Canadian Agency Investigates US Air Crash 84
knorthern knight writes "When 2 light civilian planes collide in U.S. airspace in Virginia, the usual response includes calling in the FAA (Federal Aviation Administration) and NTSB (National Transportation Safety Board) to investigate and make recommendations based on their results. But what do you do when the crash involves two planes piloted by a crash investigator with the FAA and the chief medical officer with the NTSB? In order to avoid conflict of interest by American investigators working for these agencies, the investigation has been turned over to to the Transportation Safety Board of Canada as a neutral 3rd party."
Re:"But what do you do?" (NB: Not a trolling attem (Score:5, Informative)
You don't understand pride in your company, do you?

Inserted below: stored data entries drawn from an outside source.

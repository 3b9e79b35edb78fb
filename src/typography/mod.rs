use crate::render::html_escape;
use crate::themes::{MotionPreset, Theme};

/// Fonts the browser already has; never requested from Google Fonts.
const SYSTEM_FONTS: &[&str] = &["system-ui", "serif", "sans-serif", "Georgia", ""];

/// Build CSS custom properties for typography, palette, and motion from a theme.
pub fn build_css_variables(theme: &Theme, motion: &MotionPreset, glass: bool) -> String {
    let glass_bg = if glass {
        "rgba(255, 255, 255, 0.18)"
    } else {
        "transparent"
    };
    let glass_blur = if glass { "blur(12px)" } else { "none" };

    format!(
        r#":root {{
    --font-heading: '{heading}', serif;
    --font-body: '{body}', sans-serif;
    --font-accent: '{accent}', cursive;
    --color-primary: {primary};
    --color-accent: {accent_color};
    --color-bg: {background};
    --color-bg-variant: {background_variant};
    --color-text: {text};
    --color-text-light: {text_light};
    --glass-bg: {glass_bg};
    --glass-blur: {glass_blur};
    --motion-duration: {duration}s;
    --motion-from-opacity: {from_opacity};
    --motion-from-y: {from_y}px;
    --motion-from-scale: {from_scale};
}}"#,
        heading = theme.typography.heading,
        body = theme.typography.body,
        accent = theme.typography.accent,
        primary = theme.colors.primary,
        accent_color = theme.colors.accent,
        background = theme.colors.background,
        background_variant = theme.colors.background_variant,
        text = theme.colors.text,
        text_light = theme.colors.text_light,
        glass_bg = glass_bg,
        glass_blur = glass_blur,
        duration = motion.duration_secs,
        from_opacity = motion.initial.opacity,
        from_y = motion.initial.y,
        from_scale = motion.initial.scale,
    )
}

/// Build the Google Fonts link tags for the theme's three families.
pub fn build_font_links(theme: &Theme) -> String {
    let mut families: Vec<String> = Vec::new();

    let mut maybe_add = |name: &str| {
        if !SYSTEM_FONTS.contains(&name) {
            let family = name.replace(' ', "+");
            if !families.contains(&family) {
                families.push(family);
            }
        }
    };

    maybe_add(&theme.typography.heading);
    maybe_add(&theme.typography.body);
    maybe_add(&theme.typography.accent);

    if families.is_empty() {
        return String::new();
    }

    let params: Vec<String> = families
        .iter()
        .map(|f| format!("family={}:wght@400;600;700", html_escape(f)))
        .collect();

    format!(
        r#"    <link rel="preconnect" href="https://fonts.googleapis.com">
    <link rel="preconnect" href="https://fonts.gstatic.com" crossorigin>
    <link href="https://fonts.googleapis.com/css2?{}&display=swap" rel="stylesheet">
"#,
        params.join("&")
    )
}
use rand::Rng;
use serde::Serialize;

use crate::designs::decorations::{background_layers, expand_spec, BackgroundLayer, Placement};
use crate::designs::lords::{resolve_lord, Lord};
use crate::designs::{
    default_design_for_event, design_by_id, is_lord_allowed_for_event, is_lord_mandatory_for_event,
    Design,
};
use crate::features::FeatureFlags;
use crate::models::event::{ContentField, Event};
use crate::models::media::MediaItem;
use crate::models::profile::Profile;
use crate::themes::{can_use_theme, default_theme, theme_by_id, Theme};

const FLOWER_SIZE: u32 = 48;
const BELL_SIZE: u32 = 40;
const LAMP_SIZE: u32 = 36;

/// Which level of the profile supplied the design.
#[derive(Debug, Clone, Copy, PartialEq, Eq, Serialize)]
#[serde(rename_all = "snake_case")]
pub enum DesignSource {
    Event,
    Profile,
    EventTypeDefault,
    None,
}

#[derive(Debug, Clone, PartialEq, Serialize)]
pub struct ResolvedField {
    pub field: ContentField,
    pub value: String,
}

/// Everything needed to draw one event card.
#[derive(Debug, Clone, Serialize)]
pub struct EventRenderPlan<'a> {
    pub event: &'a Event,
    pub design: Option<&'static Design>,
    pub design_source: DesignSource,
    pub theme: &'a Theme,
    pub background: Vec<BackgroundLayer>,
    pub lord: Option<&'static Lord>,
    pub flowers: Vec<Placement>,
    pub bells: Vec<Placement>,
    pub lamps: Vec<Placement>,
    pub content: Vec<ResolvedField>,
    pub gallery: Vec<&'a MediaItem>,
    pub hero_video: Option<&'a str>,
    pub music: Option<&'a str>,
    pub show_wishes: bool,
    pub show_reactions: bool,
    pub show_countdown: bool,
}

/// Event override, then the profile's design, then the ceremony's default.
/// A candidate that is not meant for this ceremony is passed over.
pub fn resolve_design(event: &Event, profile: &Profile) -> (Option<&'static Design>, DesignSource) {
    let candidates = [
        (event.design_id.as_deref(), DesignSource::Event),
        (profile.design_id.as_deref(), DesignSource::Profile),
    ];

    for (id, source) in candidates {
        let Some(id) = id else { continue };
        match design_by_id(id) {
            Some(design) if design.supports(event.event_type) => return (Some(design), source),
            Some(_) => log::debug!(
                "[designs] {} does not cover {}, skipping",
                id,
                event.event_type
            ),
            None => log::debug!("[designs] Unknown design {}, skipping", id),
        }
    }

    match default_design_for_event(event.event_type) {
        Some(design) => (Some(design), DesignSource::EventTypeDefault),
        None => (None, DesignSource::None),
    }
}

/// Event theme, then profile theme, then the default. Themes above the
/// profile's plan are passed over.
pub fn resolve_theme(event: &Event, profile: &Profile) -> &'static Theme {
    [event.theme_id.as_deref(), profile.theme_id.as_deref()]
        .into_iter()
        .flatten()
        .find(|id| can_use_theme(id, profile.plan_type))
        .map(theme_by_id)
        .unwrap_or_else(default_theme)
}

/// Lord artwork shows only when the ceremony allows it, the design allows it,
/// and either the admin switched it on or the ceremony requires it.
pub fn lord_visible(event: &Event, design: Option<&Design>) -> bool {
    let event_type = event.event_type;
    let design_allows = design.map(|d| d.lord_allowed).unwrap_or(true);
    let design_requires = design.map(|d| d.lord_mandatory).unwrap_or(false);
    is_lord_allowed_for_event(event_type)
        && design_allows
        && (event.decorations.lord || is_lord_mandatory_for_event(event_type) || design_requires)
}

/// Non-empty content for the fields this ceremony defines, in schema order.
/// Keys belonging to other ceremonies are dropped.
pub fn resolve_content(event: &Event) -> Vec<ResolvedField> {
    event
        .event_type
        .content_fields()
        .iter()
        .filter_map(|field| {
            let value = event.content.get(field.key())?.trim();
            if value.is_empty() {
                None
            } else {
                Some(ResolvedField {
                    field: *field,
                    value: value.to_string(),
                })
            }
        })
        .collect()
}

pub fn resolve_event<'a, R: Rng>(
    event: &'a Event,
    profile: &'a Profile,
    flags: &FeatureFlags,
    rng: &mut R,
) -> EventRenderPlan<'a> {
    let (design, design_source) = resolve_design(event, profile);
    let theme = resolve_theme(event, profile);

    let lord = if lord_visible(event, design) {
        Some(resolve_lord(profile.lord_id.as_deref()))
    } else {
        None
    };

    let toggles = &event.decorations;
    let (flowers, bells, lamps) = match design {
        Some(d) => (
            if toggles.flowers { expand_spec(&d.flowers, FLOWER_SIZE, rng) } else { Vec::new() },
            if toggles.bells { expand_spec(&d.bells, BELL_SIZE, rng) } else { Vec::new() },
            if toggles.lamps { expand_spec(&d.lamps, LAMP_SIZE, rng) } else { Vec::new() },
        ),
        None => (Vec::new(), Vec::new(), Vec::new()),
    };

    let mut gallery: Vec<&MediaItem> = event.gallery.iter().collect();
    gallery.sort_by_key(|m| m.order);
    gallery.truncate(flags.gallery_cap(gallery.len()));

    EventRenderPlan {
        event,
        design,
        design_source,
        theme,
        background: design.map(background_layers).unwrap_or_default(),
        lord,
        flowers,
        bells,
        lamps,
        content: resolve_content(event),
        gallery,
        hero_video: event.video_url.as_deref().filter(|_| flags.hero_video),
        music: event.music_url.as_deref().filter(|_| flags.background_music),
        show_wishes: event.wishes_enabled && flags.guest_wishes,
        show_reactions: event.reactions_enabled,
        show_countdown: event.countdown_enabled && flags.countdown,
    }
}
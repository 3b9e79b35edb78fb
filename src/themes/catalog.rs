use serde::Serialize;

use crate::api::InvitationBackend;
use crate::models::plan::PlanTier;

use super::{themes_for_plan, Theme};

/// Where a theme list came from.
#[derive(Debug, Clone, Copy, PartialEq, Eq, Serialize)]
#[serde(rename_all = "snake_case")]
pub enum CatalogSource {
    Remote,
    LocalFallback,
}

/// Themes a plan may pick from. Asks the API first and falls back to the
/// built-in table when the call fails or comes back empty.
pub fn themes_for_plan_remote(
    backend: &dyn InvitationBackend,
    plan: PlanTier,
) -> (Vec<Theme>, CatalogSource) {
    match backend.fetch_themes(plan) {
        Ok(mut themes) if !themes.is_empty() => {
            themes.sort_by_key(|t| t.order);
            (themes, CatalogSource::Remote)
        }
        Ok(_) => {
            log::warn!("[themes] API returned no themes for {}, using built-in table", plan);
            (local(plan), CatalogSource::LocalFallback)
        }
        Err(e) => {
            log::warn!("[themes] Theme fetch failed for {}: {}; using built-in table", plan, e);
            (local(plan), CatalogSource::LocalFallback)
        }
    }
}

fn local(plan: PlanTier) -> Vec<Theme> {
    themes_for_plan(plan).into_iter().cloned().collect()
}
use chrono::{NaiveDate, NaiveTime};
use serde::{Deserialize, Serialize};
use std::collections::BTreeMap;
use std::fmt;
use std::str::FromStr;

use crate::models::media::MediaItem;

/// The ceremonies an invitation can describe.
#[derive(Debug, Clone, Copy, PartialEq, Eq, Hash, Serialize, Deserialize)]
#[serde(rename_all = "lowercase")]
pub enum EventType {
    Engagement,
    Haldi,
    Mehendi,
    Marriage,
    Reception,
}

impl EventType {
    pub const ALL: [EventType; 5] = [
        EventType::Engagement,
        EventType::Haldi,
        EventType::Mehendi,
        EventType::Marriage,
        EventType::Reception,
    ];

    pub fn as_str(&self) -> &'static str {
        match self {
            Self::Engagement => "engagement",
            Self::Haldi => "haldi",
            Self::Mehendi => "mehendi",
            Self::Marriage => "marriage",
            Self::Reception => "reception",
        }
    }

    /// Content fields that mean something for this ceremony, in display order.
    pub fn content_fields(&self) -> &'static [ContentField] {
        use ContentField::*;
        match self {
            Self::Engagement => &[CoupleNames, VenueDetails],
            Self::Haldi => &[BrideName, GroomName, CeremonyTime, DressCode],
            Self::Mehendi => &[BrideName, MehendiTime, VenueDetails],
            Self::Marriage => &[
                BrideFullName,
                GroomFullName,
                BrideParents,
                GroomParents,
                MuhuratTime,
                Rituals,
                DressCode,
            ],
            Self::Reception => &[CoupleNames, ReceptionTime, VenueDetails, DressCode],
        }
    }

    pub fn accepts_field(&self, key: &str) -> bool {
        self.content_fields().iter().any(|f| f.key() == key)
    }
}

impl fmt::Display for EventType {
    fn fmt(&self, f: &mut fmt::Formatter<'_>) -> fmt::Result {
        f.write_str(self.as_str())
    }
}

impl FromStr for EventType {
    type Err = String;

    fn from_str(s: &str) -> Result<Self, Self::Err> {
        match s.trim().to_ascii_lowercase().as_str() {
            "engagement" => Ok(Self::Engagement),
            "haldi" => Ok(Self::Haldi),
            "mehendi" => Ok(Self::Mehendi),
            "marriage" => Ok(Self::Marriage),
            "reception" => Ok(Self::Reception),
            other => Err(format!("unknown event type: {}", other)),
        }
    }
}

/// Every event-type-specific content key. The sparse content map of an
/// event is keyed by `ContentField::key()`.
#[derive(Debug, Clone, Copy, PartialEq, Eq, Hash, Serialize)]
#[serde(rename_all = "snake_case")]
pub enum ContentField {
    CoupleNames,
    VenueDetails,
    BrideName,
    GroomName,
    CeremonyTime,
    DressCode,
    MehendiTime,
    BrideFullName,
    GroomFullName,
    BrideParents,
    GroomParents,
    MuhuratTime,
    Rituals,
    ReceptionTime,
}

impl ContentField {
    pub fn key(&self) -> &'static str {
        match self {
            Self::CoupleNames => "couple_names",
            Self::VenueDetails => "venue_details",
            Self::BrideName => "bride_name",
            Self::GroomName => "groom_name",
            Self::CeremonyTime => "ceremony_time",
            Self::DressCode => "dress_code",
            Self::MehendiTime => "mehendi_time",
            Self::BrideFullName => "bride_full_name",
            Self::GroomFullName => "groom_full_name",
            Self::BrideParents => "bride_parents",
            Self::GroomParents => "groom_parents",
            Self::MuhuratTime => "muhurat_time",
            Self::Rituals => "rituals",
            Self::ReceptionTime => "reception_time",
        }
    }
}

/// Per-event decoration switches set by the admin.
#[derive(Debug, Clone, Copy, PartialEq, Eq, Serialize, Deserialize)]
#[serde(default)]
pub struct DecorationToggles {
    pub lord: bool,
    pub bells: bool,
    pub lamps: bool,
    pub flowers: bool,
}

impl Default for DecorationToggles {
    fn default() -> Self {
        DecorationToggles {
            lord: false,
            bells: false,
            lamps: false,
            flowers: true,
        }
    }
}

#[derive(Debug, Clone, PartialEq, Serialize, Deserialize)]
pub struct Event {
    pub event_id: String,
    pub event_type: EventType,
    #[serde(default)]
    pub name: String,
    #[serde(default)]
    pub date: Option<NaiveDate>,
    #[serde(default)]
    pub start_time: Option<NaiveTime>,
    #[serde(default)]
    pub end_time: Option<NaiveTime>,
    #[serde(default)]
    pub venue_name: String,
    #[serde(default)]
    pub venue_address: String,
    #[serde(default)]
    pub map_link: Option<String>,
    #[serde(default)]
    pub description: String,
    #[serde(default)]
    pub design_id: Option<String>,
    #[serde(default)]
    pub theme_id: Option<String>,
    #[serde(default)]
    pub decorations: DecorationToggles,
    #[serde(default)]
    pub content: BTreeMap<String, String>,
    #[serde(default)]
    pub gallery: Vec<MediaItem>,
    #[serde(default)]
    pub video_url: Option<String>,
    #[serde(default)]
    pub music_url: Option<String>,
    #[serde(default = "default_true")]
    pub wishes_enabled: bool,
    #[serde(default = "default_true")]
    pub reactions_enabled: bool,
    #[serde(default = "default_true")]
    pub countdown_enabled: bool,
    #[serde(default = "default_true")]
    pub visible: bool,
    #[serde(default)]
    pub order: u32,
}

fn default_true() -> bool {
    true
}

impl Event {
    /// A fresh event with the defaults an admin starts from.
    pub fn new(event_id: String, event_type: EventType, order: u32) -> Self {
        Event {
            event_id,
            event_type,
            name: String::new(),
            date: None,
            start_time: None,
            end_time: None,
            venue_name: String::new(),
            venue_address: String::new(),
            map_link: None,
            description: String::new(),
            design_id: None,
            theme_id: None,
            decorations: DecorationToggles::default(),
            content: BTreeMap::new(),
            gallery: Vec::new(),
            video_url: None,
            music_url: None,
            wishes_enabled: true,
            reactions_enabled: true,
            countdown_enabled: true,
            visible: true,
            order,
        }
    }
}
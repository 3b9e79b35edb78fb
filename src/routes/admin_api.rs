use rocket::http::Status;
use rocket::request::{FromRequest, Outcome, Request};
use rocket::serde::json::Json;
use rocket::State;
use serde::Deserialize;
use serde_json::{json, Value};
use std::sync::Arc;

use super::{api_error_json, blocking, field_errors_json};
use crate::api::InvitationBackend;
use crate::editor::{EditorAction, EditorError, EditorState};
use crate::models::profile::Profile;

/// Bearer token from the admin console. Checked by the profile API, not
/// here; this guard only insists one is present and carries it along.
pub struct AdminToken(pub String);

#[rocket::async_trait]
impl<'r> FromRequest<'r> for AdminToken {
    type Error = ();

    async fn from_request(request: &'r Request<'_>) -> Outcome<Self, Self::Error> {
        let token = request
            .headers()
            .get_one("Authorization")
            .and_then(|h| h.strip_prefix("Bearer "))
            .map(|t| t.trim())
            .filter(|t| !t.is_empty());

        match token {
            Some(t) => Outcome::Success(AdminToken(t.to_string())),
            None => Outcome::Error((Status::Unauthorized, ())),
        }
    }
}

fn editor_error_json(error: EditorError) -> (Status, Json<Value>) {
    match error {
        EditorError::Invalid(errors) => field_errors_json(&errors),
        EditorError::Api(e) => api_error_json(&e),
        other => (
            Status::UnprocessableEntity,
            Json(json!({"success": false, "kind": "editor", "error": other.to_string()})),
        ),
    }
}

// ── Editor ─────────────────────────────────────────────

#[derive(Debug, Deserialize)]
pub struct ApplyRequest {
    pub profile: Profile,
    pub action: EditorAction,
}

/// Apply one editor action to a draft and hand the result back. Nothing is saved.
#[post("/editor/apply", format = "json", data = "<req>")]
pub fn editor_apply(_token: AdminToken, req: Json<ApplyRequest>) -> (Status, Json<Value>) {
    let ApplyRequest { profile, action } = req.into_inner();
    let mut state = EditorState::new(profile);
    match state.apply(action) {
        Ok(()) => (Status::Ok, Json(json!({"success": true, "state": state}))),
        Err(e) => editor_error_json(e),
    }
}

// ── Profiles ───────────────────────────────────────────

#[post("/profiles/save", format = "json", data = "<profile>")]
pub async fn profile_save(
    token: AdminToken,
    profile: Json<Profile>,
    backend: &State<Arc<dyn InvitationBackend>>,
) -> (Status, Json<Value>) {
    let mut state = EditorState::new(profile.into_inner());
    let backend = Arc::clone(backend.inner());

    let saved = rocket::tokio::task::spawn_blocking(move || {
        state.save(&*backend, Some(&token.0)).cloned()
    })
    .await;

    match saved {
        Ok(Ok(profile)) => (Status::Ok, Json(json!({"success": true, "profile": profile}))),
        Ok(Err(e)) => editor_error_json(e),
        Err(e) => {
            log::error!("[editor] Save worker failed: {}", e);
            (
                Status::InternalServerError,
                Json(json!({"success": false, "error": "save failed"})),
            )
        }
    }
}

#[delete("/profiles/<profile_id>?<hard>")]
pub async fn profile_delete(
    token: AdminToken,
    profile_id: &str,
    hard: Option<bool>,
    backend: &State<Arc<dyn InvitationBackend>>,
) -> (Status, Json<Value>) {
    let backend = Arc::clone(backend.inner());
    let id = profile_id.to_string();
    let hard = hard.unwrap_or(false);

    match blocking(move || backend.delete_profile(&id, hard, Some(&token.0))).await {
        Ok(()) => {
            log::info!(
                "[editor] {} profile {}",
                if hard { "Deleted" } else { "Archived" },
                profile_id
            );
            (Status::Ok, Json(json!({"success": true, "hard": hard})))
        }
        Err(e) => api_error_json(&e),
    }
}

pub fn routes() -> Vec<rocket::Route> {
    routes![editor_apply, profile_save, profile_delete]
}
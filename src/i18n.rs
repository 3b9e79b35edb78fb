use dashmap::DashMap;
use serde::Serialize;
use std::collections::{BTreeSet, HashMap};
use std::path::PathBuf;
use std::sync::{Arc, Mutex, PoisonError};

use crate::models::profile::CustomTexts;

pub const ENGLISH: &str = "en";

#[derive(Debug, Clone, Copy, Serialize)]
pub struct LanguageInfo {
    pub code: &'static str,
    pub native_name: &'static str,
}

/// Languages an admin can enable. English first; it is always on.
pub static SUPPORTED_LANGUAGES: [LanguageInfo; 9] = [
    LanguageInfo { code: "en", native_name: "English" },
    LanguageInfo { code: "hi", native_name: "हिन्दी" },
    LanguageInfo { code: "te", native_name: "తెలుగు" },
    LanguageInfo { code: "ta", native_name: "தமிழ்" },
    LanguageInfo { code: "kn", native_name: "ಕನ್ನಡ" },
    LanguageInfo { code: "ml", native_name: "മലയാളം" },
    LanguageInfo { code: "mr", native_name: "मराठी" },
    LanguageInfo { code: "gu", native_name: "ગુજરાતી" },
    LanguageInfo { code: "bn", native_name: "বাংলা" },
];

pub fn language_info(code: &str) -> Option<&'static LanguageInfo> {
    SUPPORTED_LANGUAGES.iter().find(|l| l.code == code)
}

pub fn is_supported(code: &str) -> bool {
    language_info(code).is_some()
}

#[derive(Debug, thiserror::Error)]
pub enum LanguageError {
    #[error("unsupported language code: {0}")]
    Unsupported(String),
    #[error("language bundle not found: {0}")]
    Missing(String),
    #[error("could not read bundle {code}: {reason}")]
    Unreadable { code: String, reason: String },
    #[error("malformed bundle {code}: {reason}")]
    Malformed { code: String, reason: String },
}

/// `{section: {key: text}}` for one language.
#[derive(Debug, Clone, PartialEq, Serialize)]
pub struct LanguageBundle {
    pub code: String,
    pub sections: HashMap<String, HashMap<String, String>>,
}

impl LanguageBundle {
    pub fn new(code: &str, sections: HashMap<String, HashMap<String, String>>) -> Self {
        LanguageBundle {
            code: code.to_string(),
            sections,
        }
    }

    pub fn from_json(code: &str, raw: &str) -> Result<Self, LanguageError> {
        let sections = serde_json::from_str(raw).map_err(|e| LanguageError::Malformed {
            code: code.to_string(),
            reason: e.to_string(),
        })?;
        Ok(LanguageBundle::new(code, sections))
    }

    pub fn get(&self, section: &str, key: &str) -> Option<&str> {
        self.sections
            .get(section)
            .and_then(|s| s.get(key))
            .map(|s| s.as_str())
    }

    /// Every `section.key` the bundle defines.
    pub fn keys(&self) -> BTreeSet<String> {
        self.sections
            .iter()
            .flat_map(|(section, entries)| entries.keys().map(move |k| format!("{}.{}", section, k)))
            .collect()
    }
}

// ── Sources ───────────────────────────────────────────

/// Where bundles come from.
pub trait BundleSource: Send + Sync {
    fn fetch(&self, code: &str) -> Result<LanguageBundle, LanguageError>;
}

/// Reads `<dir>/<code>.json`.
pub struct FileBundleSource {
    dir: PathBuf,
}

impl FileBundleSource {
    pub fn new(dir: impl Into<PathBuf>) -> Self {
        FileBundleSource { dir: dir.into() }
    }
}

impl BundleSource for FileBundleSource {
    fn fetch(&self, code: &str) -> Result<LanguageBundle, LanguageError> {
        // Codes become file names, so only plain language tags get through.
        if code.is_empty() || !code.chars().all(|c| c.is_ascii_alphanumeric() || c == '-') {
            return Err(LanguageError::Unsupported(code.to_string()));
        }
        let path = self.dir.join(format!("{}.json", code));
        if !path.exists() {
            return Err(LanguageError::Missing(code.to_string()));
        }
        let raw = std::fs::read_to_string(&path).map_err(|e| LanguageError::Unreadable {
            code: code.to_string(),
            reason: e.to_string(),
        })?;
        LanguageBundle::from_json(code, &raw)
    }
}

// ── Loader ────────────────────────────────────────────

/// Loads bundles on demand and keeps them for the life of the process.
pub struct LanguageLoader {
    source: Arc<dyn BundleSource>,
    cache: DashMap<String, Arc<LanguageBundle>>,
}

impl LanguageLoader {
    pub fn new(source: Arc<dyn BundleSource>) -> Self {
        LanguageLoader {
            source,
            cache: DashMap::new(),
        }
    }

    /// Repeated calls for the same code return the same bundle.
    pub fn load(&self, code: &str) -> Result<Arc<LanguageBundle>, LanguageError> {
        if let Some(bundle) = self.cache.get(code) {
            return Ok(bundle.value().clone());
        }
        let bundle = Arc::new(self.source.fetch(code)?);
        let entry = self.cache.entry(code.to_string()).or_insert(bundle);
        Ok(entry.value().clone())
    }

    pub fn cached(&self, code: &str) -> Option<Arc<LanguageBundle>> {
        self.cache.get(code).map(|b| b.value().clone())
    }

    /// The requested bundle, or English when it cannot be loaded.
    pub fn load_or_english(&self, code: &str) -> Option<Arc<LanguageBundle>> {
        match self.load(code) {
            Ok(bundle) => Some(bundle),
            Err(e) => {
                if code != ENGLISH {
                    log::warn!("[i18n] {}; falling back to English", e);
                }
                self.load(ENGLISH)
                    .map_err(|e| log::error!("[i18n] English bundle unavailable: {}", e))
                    .ok()
            }
        }
    }

    /// Load every code concurrently. Failures are logged and skipped; the
    /// return value is how many of the codes are warm afterwards.
    pub fn preload(&self, codes: &[String]) -> usize {
        std::thread::scope(|scope| {
            let handles: Vec<_> = codes
                .iter()
                .map(|code| (code, scope.spawn(move || self.load(code))))
                .collect();

            handles
                .into_iter()
                .map(|(code, handle)| match handle.join() {
                    Ok(Ok(_)) => 1,
                    Ok(Err(e)) => {
                        log::warn!("[i18n] Preload of {} failed: {}", code, e);
                        0
                    }
                    Err(_) => {
                        log::warn!("[i18n] Preload of {} panicked", code);
                        0
                    }
                })
                .sum()
        })
    }
}

// ── Lookup ────────────────────────────────────────────

/// Resolve one piece of text: the admin's override for `lang`, then the
/// bundle, then the key itself. Never fails.
pub fn get_text(
    bundle: Option<&LanguageBundle>,
    section: &str,
    key: &str,
    custom: &CustomTexts,
    lang: &str,
) -> String {
    let path = format!("{}.{}", section, key);
    if let Some(text) = custom.get(lang).and_then(|texts| texts.get(&path)) {
        return text.clone();
    }
    if let Some(text) = bundle.and_then(|b| b.get(section, key)) {
        return text.to_string();
    }
    key.to_string()
}

/// Keys English defines that `bundle` lacks, as `section.key`.
pub fn missing_keys(bundle: &LanguageBundle, english: &LanguageBundle) -> Vec<String> {
    let have = bundle.keys();
    english
        .keys()
        .into_iter()
        .filter(|k| !have.contains(k))
        .collect()
}

/// Text lookup bound to one language and one profile's overrides.
#[derive(Debug, Clone)]
pub struct Translator {
    pub lang: String,
    bundle: Option<Arc<LanguageBundle>>,
    custom: CustomTexts,
}

impl Translator {
    pub fn new(lang: &str, bundle: Option<Arc<LanguageBundle>>, custom: CustomTexts) -> Self {
        Translator {
            lang: lang.to_string(),
            bundle,
            custom,
        }
    }

    pub fn text(&self, section: &str, key: &str) -> String {
        get_text(self.bundle.as_deref(), section, key, &self.custom, &self.lang)
    }

    /// Like `text`, but with a caller default instead of the bare key.
    pub fn text_or(&self, section: &str, key: &str, default: &str) -> String {
        let path = format!("{}.{}", section, key);
        self.custom
            .get(&self.lang)
            .and_then(|texts| texts.get(&path))
            .map(|s| s.to_string())
            .or_else(|| {
                self.bundle
                    .as_deref()
                    .and_then(|b| b.get(section, key))
                    .map(|s| s.to_string())
            })
            .unwrap_or_else(|| default.to_string())
    }
}

// ── Language switching ────────────────────────────────

/// Handed out when a switch starts; only the newest ticket can install a bundle.
#[derive(Debug, Clone, PartialEq, Eq)]
pub struct SwitchTicket {
    generation: u64,
    pub code: String,
}

#[derive(Debug, Default)]
struct DisplayState {
    latest: u64,
    unmounted: bool,
    current: Option<Arc<LanguageBundle>>,
}

/// The language a view is showing. Loads complete out of order; a load
/// that was superseded by a newer switch, or that lands after the view went
/// away, is dropped instead of overwriting the newer state.
#[derive(Debug, Default)]
pub struct DisplayedLanguage {
    state: Mutex<DisplayState>,
}

impl DisplayedLanguage {
    pub fn new() -> Self {
        Self::default()
    }

    pub fn begin_switch(&self, code: &str) -> SwitchTicket {
        let mut state = self.state.lock().unwrap_or_else(PoisonError::into_inner);
        state.latest += 1;
        SwitchTicket {
            generation: state.latest,
            code: code.to_string(),
        }
    }

    /// Install `bundle` if `ticket` is still the newest switch. Returns whether it was applied.
    pub fn complete(&self, ticket: &SwitchTicket, bundle: Arc<LanguageBundle>) -> bool {
        let mut state = self.state.lock().unwrap_or_else(PoisonError::into_inner);
        if state.unmounted || ticket.generation != state.latest {
            log::debug!("[i18n] Dropping stale bundle for {}", ticket.code);
            return false;
        }
        state.current = Some(bundle);
        true
    }

    pub fn current(&self) -> Option<Arc<LanguageBundle>> {
        self.state
            .lock()
            .unwrap_or_else(PoisonError::into_inner)
            .current
            .clone()
    }

    pub fn unmount(&self) {
        self.state.lock().unwrap_or_else(PoisonError::into_inner).unmounted = true;
    }
}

They aren't saying that they won't be able to investigate fairly, but they want to avoid the situation where a FAA or NTSB investigator might want to hide some evidence showing that their friend was a drunk who crashed the plane. Again, not saying that they won't be able to investigate fairly, but they just don't want their guys to be in that position.
Re:"But what do you do?" (NB: Not a trolling attem (Score:4, Informative)
What would happen if a medical doctor ever became hurt by another doctor? Send them to Canada?
No. You'd find a third doctor that wasn't connected to either of the two doctors. If you were looking for a medical opinion for a malpractice case for instance, you wouldn't use a doctor that is part of the same practice as the accused doctor. There may not be any actual bias, but even the appearance of such can have negative consequences.
Re:"But what do you do?" (NB: Not a trolling attem (Score:5, Informative)
You do realize there are all of about 600 of us working in the US who have been trained in any aspect of accident investigation, and like all but 30, I'm in the military.